David Lynch's 'Mulholland Drive' explained (1)

(Credit: Universal Pictures)

Film » Cutting Room Floor

After a few decades of baffling audiences with the likes of Eraserhead, Twin Peaks and Lost Highway, David Lynch ramped things up a notch with 2001’s Mulholland Drive, which has confused and enthralled audiences for over 20 years.

Beginning with Twin Peaks, Lynch has frequently returned to the theme of troubled female characters throughout his work, with Mulholland Drive featuring two – or four, depending on how you look at it. Naomi Watts gives a career-defining performance as Betty/Diane, as does Laura Harring as Rita/Camilla. The film is noted for its nonlinear plot line, with the characters shifting identities by its end. A plethora of bizarre characters and subplots, surrealist imagery and ambiguous dialogue define Mulholland Drive, making it one of Lynch’s most challenging films for viewers to wrap their heads around.

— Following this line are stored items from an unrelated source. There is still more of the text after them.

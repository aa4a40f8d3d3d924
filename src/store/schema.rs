//! Row schema for the output CSV
//!
//! The column order is fixed and must never change: consumers resume by
//! rescanning this file, and the header is written exactly once over the
//! lifetime of the store.

use serde::{Deserialize, Serialize};

/// CSV column order. Must match the field order of [`Record`].
pub const COLUMNS: [&str; 10] = [
    "player_name",
    "interview_title",
    "date",
    "event",
    "venue",
    "team",
    "session_type",
    "interview_id",
    "url",
    "transcript",
];

/// One persisted interview row.
///
/// `interview_id` is the unique key; every other field may legitimately be
/// empty when the source page does not yield it. The date is the site's
/// display string, not a normalized value.
#[derive(Debug, Clone, Default, PartialEq, Eq, Serialize, Deserialize)]
pub struct Record {
    pub player_name: String,
    pub interview_title: String,
    pub date: String,
    pub event: String,
    pub venue: String,
    pub team: String,
    pub session_type: String,
    pub interview_id: String,
    pub url: String,
    pub transcript: String,
}
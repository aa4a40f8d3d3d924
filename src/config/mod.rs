//! Configuration module for asap-scrape
//!
//! Handles loading, parsing, and validating TOML configuration files. All
//! sections have defaults, so a missing config file means "scrape the
//! baseball category with an 800ms delay, resuming from the existing CSV".

mod parser;
mod types;
mod validation;

// Re-export types
pub use types::{Config, CrawlerConfig, OutputConfig, SiteConfig, UserAgentConfig};

// Re-export parser functions
pub use parser::{default_config, load_config};
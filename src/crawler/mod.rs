//! Crawler module for the three-level archive traversal
//!
//! This module contains the core crawling logic:
//! - Rate-limited HTTP fetching
//! - Link extraction from letter and player pages
//! - Overall traversal coordination with resume filtering

mod coordinator;
mod fetcher;
mod links;

pub use coordinator::{run_crawl, Coordinator};
pub use fetcher::{build_http_client, FetchOutcome, Fetcher};
pub use links::{interview_links, page_heading, player_links, InterviewLink, PlayerLink};

use crate::config::Config;
use crate::output::RunStats;
use crate::Result;

/// Runs a complete crawl: letters → players → interviews → CSV rows.
/// Returns the run counters for the end-of-run summary.
pub async fn crawl(config: Config) -> Result<RunStats> {
    run_crawl(config).await
}
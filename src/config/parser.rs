use crate::config::types::Config;
use crate::config::validation::validate;
use crate::ConfigError;
use std::path::Path;

/// Loads and parses a configuration file from the given path
///
/// # Arguments
///
/// * `path` - Path to the TOML configuration file
///
/// # Returns
///
/// * `Ok(Config)` - Successfully loaded and validated configuration
/// * `Err(ConfigError)` - Failed to load, parse, or validate the configuration
pub fn load_config(path: &Path) -> Result<Config, ConfigError> {
    let content = std::fs::read_to_string(path)?;
    let config: Config = toml::from_str(&content)?;
    validate(&config)?;
    Ok(config)
}

/// Returns the validated default configuration, used when no config file is
/// given on the command line.
pub fn default_config() -> Result<Config, ConfigError> {
    let config = Config::default();
    validate(&config)?;
    Ok(config)
}
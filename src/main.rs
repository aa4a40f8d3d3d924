//! asap-scrape main entry point
//!
//! Command-line interface for the ASAP Sports transcript scraper.

use asap_scrape::config::{default_config, load_config, Config};
use asap_scrape::crawler::crawl;
use asap_scrape::output::print_store_stats;
use asap_scrape::store::CsvStore;
use clap::Parser;
use std::path::PathBuf;
use tracing_subscriber::EnvFilter;

/// asap-scrape: ASAP Sports transcript archive scraper
///
/// Crawls one archive category letter by letter, extracts interview metadata
/// and transcript text, and appends rows to a CSV file. Re-running resumes
/// from the ids already present in the CSV; keep re-running until no new
/// records appear.
#[derive(Parser, Debug)]
#[command(name = "asap-scrape")]
#[command(version)]
#[command(about = "ASAP Sports transcript archive scraper", long_about = None)]
struct Cli {
    /// Path to TOML configuration file (optional; defaults cover the
    /// baseball category)
    #[arg(value_name = "CONFIG")]
    config: Option<PathBuf>,

    /// Increase logging verbosity (-v, -vv, -vvv)
    #[arg(short, long, action = clap::ArgAction::Count)]
    verbose: u8,

    /// Suppress non-error output
    #[arg(short, long, conflicts_with = "verbose")]
    quiet: bool,

    /// Ignore existing CSV rows instead of resuming (may duplicate rows)
    #[arg(long)]
    no_resume: bool,

    /// Only crawl the first N letter partitions (bounded test runs)
    #[arg(long, value_name = "N")]
    max_letters: Option<usize>,

    /// Override the inter-request delay in milliseconds
    #[arg(long, value_name = "MS")]
    rate_limit_ms: Option<u64>,

    /// Override the output CSV path
    #[arg(long, value_name = "PATH")]
    output: Option<PathBuf>,

    /// Validate config and show what would be crawled without any network
    #[arg(long, conflicts_with = "stats")]
    dry_run: bool,

    /// Show statistics for the existing CSV and exit
    #[arg(long, conflicts_with = "dry_run")]
    stats: bool,
}

#[tokio::main]
async fn main() -> anyhow::Result<()> {
    let cli = Cli::parse();

    setup_logging(cli.verbose, cli.quiet);

    let mut config = match &cli.config {
        Some(path) => {
            tracing::info!("Loading configuration from: {}", path.display());
            load_config(path)?
        }
        None => default_config()?,
    };
    apply_overrides(&mut config, &cli)?;

    if cli.dry_run {
        handle_dry_run(&config);
    } else if cli.stats {
        handle_stats(&config);
    } else {
        handle_crawl(config).await?;
    }

    Ok(())
}

/// Sets up the tracing subscriber based on verbosity level
fn setup_logging(verbose: u8, quiet: bool) {
    let filter = if quiet {
        EnvFilter::new("error")
    } else {
        match verbose {
            0 => EnvFilter::new("asap_scrape=info,warn"),
            1 => EnvFilter::new("asap_scrape=debug,info"),
            2 => EnvFilter::new("asap_scrape=trace,debug"),
            _ => EnvFilter::new("trace"),
        }
    };

    tracing_subscriber::fmt()
        .with_env_filter(filter)
        .with_target(false)
        .with_thread_ids(false)
        .with_file(false)
        .init();
}

/// Applies CLI flag overrides on top of the loaded configuration.
fn apply_overrides(config: &mut Config, cli: &Cli) -> anyhow::Result<()> {
    if cli.no_resume {
        config.crawler.resume = false;
    }
    if let Some(max_letters) = cli.max_letters {
        anyhow::ensure!(
            (1..=26).contains(&max_letters),
            "--max-letters must be between 1 and 26, got {}",
            max_letters
        );
        config.crawler.max_letters = Some(max_letters);
    }
    if let Some(rate_limit_ms) = cli.rate_limit_ms {
        config.crawler.rate_limit_ms = rate_limit_ms;
    }
    if let Some(output) = &cli.output {
        config.output.csv_path = output.to_string_lossy().into_owned();
    }
    Ok(())
}

/// Handles --dry-run: prints the resolved configuration, no network access.
fn handle_dry_run(config: &Config) {
    println!("=== asap-scrape Dry Run ===\n");

    println!("Site:");
    println!("  Landing URL: {}", config.site.landing_url);

    println!("\nCrawler:");
    println!("  Rate limit: {}ms between requests", config.crawler.rate_limit_ms);
    println!("  Resume: {}", config.crawler.resume);
    match config.crawler.max_letters {
        Some(n) => println!("  Letter partitions: first {} of 26", n),
        None => println!("  Letter partitions: all 26"),
    }

    println!("\nUser Agent:");
    println!("  Name: {}", config.user_agent.name);
    println!("  Version: {}", config.user_agent.version);
    println!("  Contact URL: {}", config.user_agent.contact_url);

    println!("\nOutput:");
    println!("  CSV: {}", config.output.csv_path);

    println!("\nConfiguration is valid.");
}

/// Handles --stats: reports on the existing CSV and exits.
fn handle_stats(config: &Config) {
    let store = CsvStore::new(&config.output.csv_path);
    print_store_stats(&store);
}

/// Handles the main crawl operation
async fn handle_crawl(config: Config) -> anyhow::Result<()> {
    let csv_path = PathBuf::from(&config.output.csv_path);
    tracing::info!(
        "Crawling {} -> {} ({}ms between requests)",
        config.site.landing_url,
        csv_path.display(),
        config.crawler.rate_limit_ms
    );

    let stats = crawl(config).await?;
    stats.print_summary(&csv_path);
    Ok(())
}
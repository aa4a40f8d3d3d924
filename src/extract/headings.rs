//! Heading classification for interview metadata
//!
//! Interview pages carry their metadata as a loose run of `<h3>` headings
//! with no markup distinguishing a venue from a team from a session label.
//! Classification is an ordered rule table evaluated against each heading in
//! document order: the first rule whose predicate matches consumes the
//! heading, and a rule only fills its field the first time (a heading that
//! matches an already-filled field is consumed without effect). The
//! vocabularies are closed, hand-maintained lists; headings outside them
//! simply leave their field empty.

use regex::Regex;
use std::sync::LazyLock;

/// Matches a full month-name date like "October 4, 2023".
static FULL_DATE: LazyLock<Regex> = LazyLock::new(|| {
    Regex::new(r"^[A-Z][a-z]+\s+\d{1,2},?\s+\d{4}$").expect("FULL_DATE regex")
});

const VENUE_KEYWORDS: [&str; 4] = ["field", "stadium", "park", "center"];

const SESSION_KEYWORDS: [&str; 3] = ["press", "conference", "session"];

/// Venue keywords for the late, comma-separated "City, Venue Arena" form.
const SECONDARY_VENUE_KEYWORDS: [&str; 5] = ["field", "stadium", "park", "center", "arena"];

/// One token per MLB club, lowercase. "indians" kept alongside "guardians"
/// because older transcripts predate the rename.
const TEAM_TOKENS: [&str; 30] = [
    "twins",
    "yankees",
    "sox",
    "mets",
    "dodgers",
    "braves",
    "guardians",
    "angels",
    "mariners",
    "athletics",
    "rangers",
    "royals",
    "tigers",
    "rays",
    "orioles",
    "blue jays",
    "nationals",
    "phillies",
    "marlins",
    "cardinals",
    "cubs",
    "brewers",
    "pirates",
    "reds",
    "astros",
    "giants",
    "padres",
    "diamondbacks",
    "rockies",
    "indians",
];

/// True when the text is a full display date ("October 4, 2023").
pub fn is_full_date(text: &str) -> bool {
    FULL_DATE.is_match(text)
}

/// Fields recoverable from the heading sequence. All optional; empty strings
/// mean the page never yielded the field.
#[derive(Debug, Default, Clone, PartialEq, Eq)]
pub struct HeadingFields {
    pub date: String,
    pub player_name: String,
    pub venue: String,
    pub team: String,
    pub session_type: String,
}

#[derive(Debug, Clone, Copy)]
enum Slot {
    Date,
    PlayerName,
    Venue,
    SessionType,
    Team,
}

struct Rule {
    slot: Slot,
    applies: fn(text: &str, lower: &str, index: usize) -> bool,
}

fn date_rule(text: &str, _lower: &str, _index: usize) -> bool {
    is_full_date(text)
}

// Any non-date heading; ordered after the date rule so the first plain
// heading becomes the player name.
fn player_rule(_text: &str, _lower: &str, _index: usize) -> bool {
    true
}

fn venue_rule(_text: &str, lower: &str, _index: usize) -> bool {
    VENUE_KEYWORDS.iter().any(|kw| lower.contains(kw))
}

fn session_rule(_text: &str, lower: &str, _index: usize) -> bool {
    SESSION_KEYWORDS.iter().any(|kw| lower.contains(kw))
}

fn team_rule(_text: &str, lower: &str, _index: usize) -> bool {
    TEAM_TOKENS.iter().any(|kw| lower.contains(kw))
}

// Late venue form like "St. Louis, Busch Stadium": only trusted when it
// contains a comma and sits past the metadata block (index >= 3).
fn secondary_venue_rule(_text: &str, lower: &str, index: usize) -> bool {
    lower.contains(',')
        && index >= 3
        && SECONDARY_VENUE_KEYWORDS.iter().any(|kw| lower.contains(kw))
}

/// Classification policy, highest precedence first.
const RULES: [Rule; 6] = [
    Rule {
        slot: Slot::Date,
        applies: date_rule,
    },
    Rule {
        slot: Slot::PlayerName,
        applies: player_rule,
    },
    Rule {
        slot: Slot::Venue,
        applies: venue_rule,
    },
    Rule {
        slot: Slot::SessionType,
        applies: session_rule,
    },
    Rule {
        slot: Slot::Team,
        applies: team_rule,
    },
    Rule {
        slot: Slot::Venue,
        applies: secondary_venue_rule,
    },
];

impl HeadingFields {
    fn slot_filled(&self, slot: Slot) -> bool {
        match slot {
            Slot::Date => !self.date.is_empty(),
            Slot::PlayerName => !self.player_name.is_empty(),
            Slot::Venue => !self.venue.is_empty(),
            Slot::SessionType => !self.session_type.is_empty(),
            Slot::Team => !self.team.is_empty(),
        }
    }

    fn fill(&mut self, slot: Slot, text: &str) {
        let field = match slot {
            Slot::Date => &mut self.date,
            Slot::PlayerName => &mut self.player_name,
            Slot::Venue => &mut self.venue,
            Slot::SessionType => &mut self.session_type,
            Slot::Team => &mut self.team,
        };
        if field.is_empty() {
            *field = text.to_string();
        }
    }
}

/// Classifies a heading sequence into metadata fields.
///
/// Headings are visited top-to-bottom; each is consumed by the first matching
/// rule, and each field is set at most once. Empty headings are skipped.
/// A skip rule note: the player-name rule matches anything, so it must stay
/// directly after the date rule.
pub fn classify(headings: &[String]) -> HeadingFields {
    let mut fields = HeadingFields::default();

    for (index, heading) in headings.iter().enumerate() {
        let text = heading.trim();
        if text.is_empty() {
            continue;
        }
        let lower = text.to_lowercase();

        for rule in &RULES {
            // The player rule is special: it must not swallow headings that a
            // lower-precedence vocabulary rule would classify once the name
            // is taken.
            if matches!(rule.slot, Slot::PlayerName) && fields.slot_filled(Slot::PlayerName) {
                continue;
            }
            if (rule.applies)(text, &lower, index) {
                fields.fill(rule.slot, text);
                break;
            }
        }
    }

    fields
}
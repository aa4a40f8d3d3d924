//! Resume tracking via a derived id index
//!
//! There is no checkpoint file: the set of already-written interview ids is
//! rebuilt from the CSV at startup and kept in memory for the run. Ids are
//! marked only after a successful append, so the cache never claims a row the
//! store does not durably hold.

use crate::store::CsvStore;
use std::collections::HashSet;

/// In-memory set of interview ids already present in the store.
#[derive(Debug, Default)]
pub struct SeenIds {
    ids: HashSet<String>,
}

impl SeenIds {
    /// Rebuilds the index by scanning the store. A missing or malformed file
    /// yields an empty set (resume degrades to a full re-crawl).
    pub fn load(store: &CsvStore) -> Self {
        Self {
            ids: store.known_ids(),
        }
    }

    /// Empty index, used when resume is disabled.
    pub fn empty() -> Self {
        Self::default()
    }

    pub fn is_known(&self, id: &str) -> bool {
        self.ids.contains(id)
    }

    /// Records an id after its row has been appended.
    pub fn mark(&mut self, id: String) {
        self.ids.insert(id);
    }

    pub fn len(&self) -> usize {
        self.ids.len()
    }

    pub fn is_empty(&self) -> bool {
        self.ids.is_empty()
    }
}
//! HTTP fetcher
//!
//! All network access goes through [`Fetcher::fetch`], which performs one
//! blocking GET and then sleeps for the configured delay whether or not the
//! request succeeded. The delay is the crawl's entire politeness mechanism:
//! requests are strictly sequential, so the post-request sleep guarantees a
//! minimum spacing between any two hits on the site.
//!
//! There is no retry. A failed fetch is skipped for the rest of the run; the
//! page was never marked known, so the next full run picks it up again.

use crate::config::UserAgentConfig;
use reqwest::Client;
use scraper::Html;
use std::time::Duration;
use url::Url;

/// Result of a fetch operation
#[derive(Debug)]
pub enum FetchOutcome {
    /// Successfully fetched and parsed the page
    Page(Html),

    /// Non-2xx response
    HttpStatus(u16),

    /// Transport error (connection refused, timeout, body read failure)
    Network(String),
}

impl FetchOutcome {
    /// Skip-level description for logging failed fetches.
    pub fn failure_reason(&self) -> Option<String> {
        match self {
            FetchOutcome::Page(_) => None,
            FetchOutcome::HttpStatus(status) => Some(format!("HTTP {}", status)),
            FetchOutcome::Network(error) => Some(error.clone()),
        }
    }
}

/// Builds the HTTP client used for the whole run.
pub fn build_http_client(config: &UserAgentConfig) -> Result<Client, reqwest::Error> {
    // Format: name/version (+contact-url)
    let user_agent = format!(
        "{}/{} (+{})",
        config.name, config.version, config.contact_url
    );

    Client::builder()
        .user_agent(user_agent)
        .timeout(Duration::from_secs(30))
        .connect_timeout(Duration::from_secs(10))
        .gzip(true)
        .brotli(true)
        .build()
}

/// Rate-limited page fetcher. One request in flight at any time.
pub struct Fetcher {
    client: Client,
    delay: Duration,
}

impl Fetcher {
    pub fn new(client: Client, delay: Duration) -> Self {
        Self { client, delay }
    }

    /// Fetches and parses one page, then waits out the inter-request delay.
    /// The delay applies on failure too; a misbehaving server should slow us
    /// down, not speed us up.
    pub async fn fetch(&self, url: &Url) -> FetchOutcome {
        let outcome = self.fetch_inner(url).await;
        tokio::time::sleep(self.delay).await;
        outcome
    }

    async fn fetch_inner(&self, url: &Url) -> FetchOutcome {
        match self.client.get(url.clone()).send().await {
            Ok(response) => {
                let status = response.status();
                if !status.is_success() {
                    return FetchOutcome::HttpStatus(status.as_u16());
                }
                match response.text().await {
                    Ok(body) => FetchOutcome::Page(Html::parse_document(&body)),
                    Err(e) => FetchOutcome::Network(e.to_string()),
                }
            }
            Err(e) => {
                if e.is_timeout() {
                    FetchOutcome::Network("Request timeout".to_string())
                } else if e.is_connect() {
                    FetchOutcome::Network("Connection refused".to_string())
                } else {
                    FetchOutcome::Network(e.to_string())
                }
            }
        }
    }
}
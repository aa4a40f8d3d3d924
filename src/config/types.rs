use serde::Deserialize;

/// Main configuration structure for asap-scrape
///
/// Every section carries defaults, so the binary runs without a config file;
/// CLI flags override individual fields after loading.
#[derive(Debug, Clone, Deserialize, Default)]
#[serde(rename_all = "kebab-case", default)]
pub struct Config {
    pub site: SiteConfig,
    pub crawler: CrawlerConfig,
    pub user_agent: UserAgentConfig,
    pub output: OutputConfig,
}

/// Target site configuration
#[derive(Debug, Clone, Deserialize)]
#[serde(rename_all = "kebab-case", default)]
pub struct SiteConfig {
    /// Landing URL for one archive category. The site base and category id
    /// are derived from it.
    pub landing_url: String,
}

impl Default for SiteConfig {
    fn default() -> Self {
        Self {
            // Baseball category
            landing_url: "https://www.asapsports.com/showcat.php?id=2".to_string(),
        }
    }
}

/// Crawler behavior configuration
#[derive(Debug, Clone, Deserialize)]
#[serde(rename_all = "kebab-case", default)]
pub struct CrawlerConfig {
    /// Fixed delay after every request, success or failure (milliseconds).
    /// This is the global rate limiter: requests are strictly sequential.
    pub rate_limit_ms: u64,

    /// Skip interviews whose ids are already present in the output CSV.
    pub resume: bool,

    /// Cap on the number of letter partitions processed (None = all 26).
    /// Useful for bounded test runs.
    pub max_letters: Option<usize>,
}

impl Default for CrawlerConfig {
    fn default() -> Self {
        Self {
            rate_limit_ms: 800,
            resume: true,
            max_letters: None,
        }
    }
}

/// User agent identification configuration
#[derive(Debug, Clone, Deserialize)]
#[serde(rename_all = "kebab-case", default)]
pub struct UserAgentConfig {
    /// Name of the scraper
    pub name: String,

    /// Version of the scraper
    pub version: String,

    /// URL with information about the scraper
    pub contact_url: String,
}

impl Default for UserAgentConfig {
    fn default() -> Self {
        Self {
            name: "asap-scrape".to_string(),
            version: env!("CARGO_PKG_VERSION").to_string(),
            contact_url: "https://github.com/asap-scrape/asap-scrape".to_string(),
        }
    }
}

/// Output configuration
#[derive(Debug, Clone, Deserialize)]
#[serde(rename_all = "kebab-case", default)]
pub struct OutputConfig {
    /// Path to the append-only CSV file
    pub csv_path: String,
}

impl Default for OutputConfig {
    fn default() -> Self {
        Self {
            csv_path: "./asap_baseball_transcripts.csv".to_string(),
        }
    }
}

So, what does Mulholland Drive mean? Of course, the film is open to interpretation, and there are no set answers to the many questions that Lynch’s masterpiece poses. Even the director has been notoriously secretive about revealing his intentions behind creating the movie, leaving audiences to attempt to decipher his absurdist puzzle. Mulholland Drive is stylish and sophisticated, set against the backdrop of glamorous Hollywood. Yet, this setting slowly unravels as the film progresses, revealing the cracks in the movie industry’s cruel and unforgiving surface. At its core, Mulholland Drive is a film about the American Dream, one of Lynch’s favourite topics to explore within his work.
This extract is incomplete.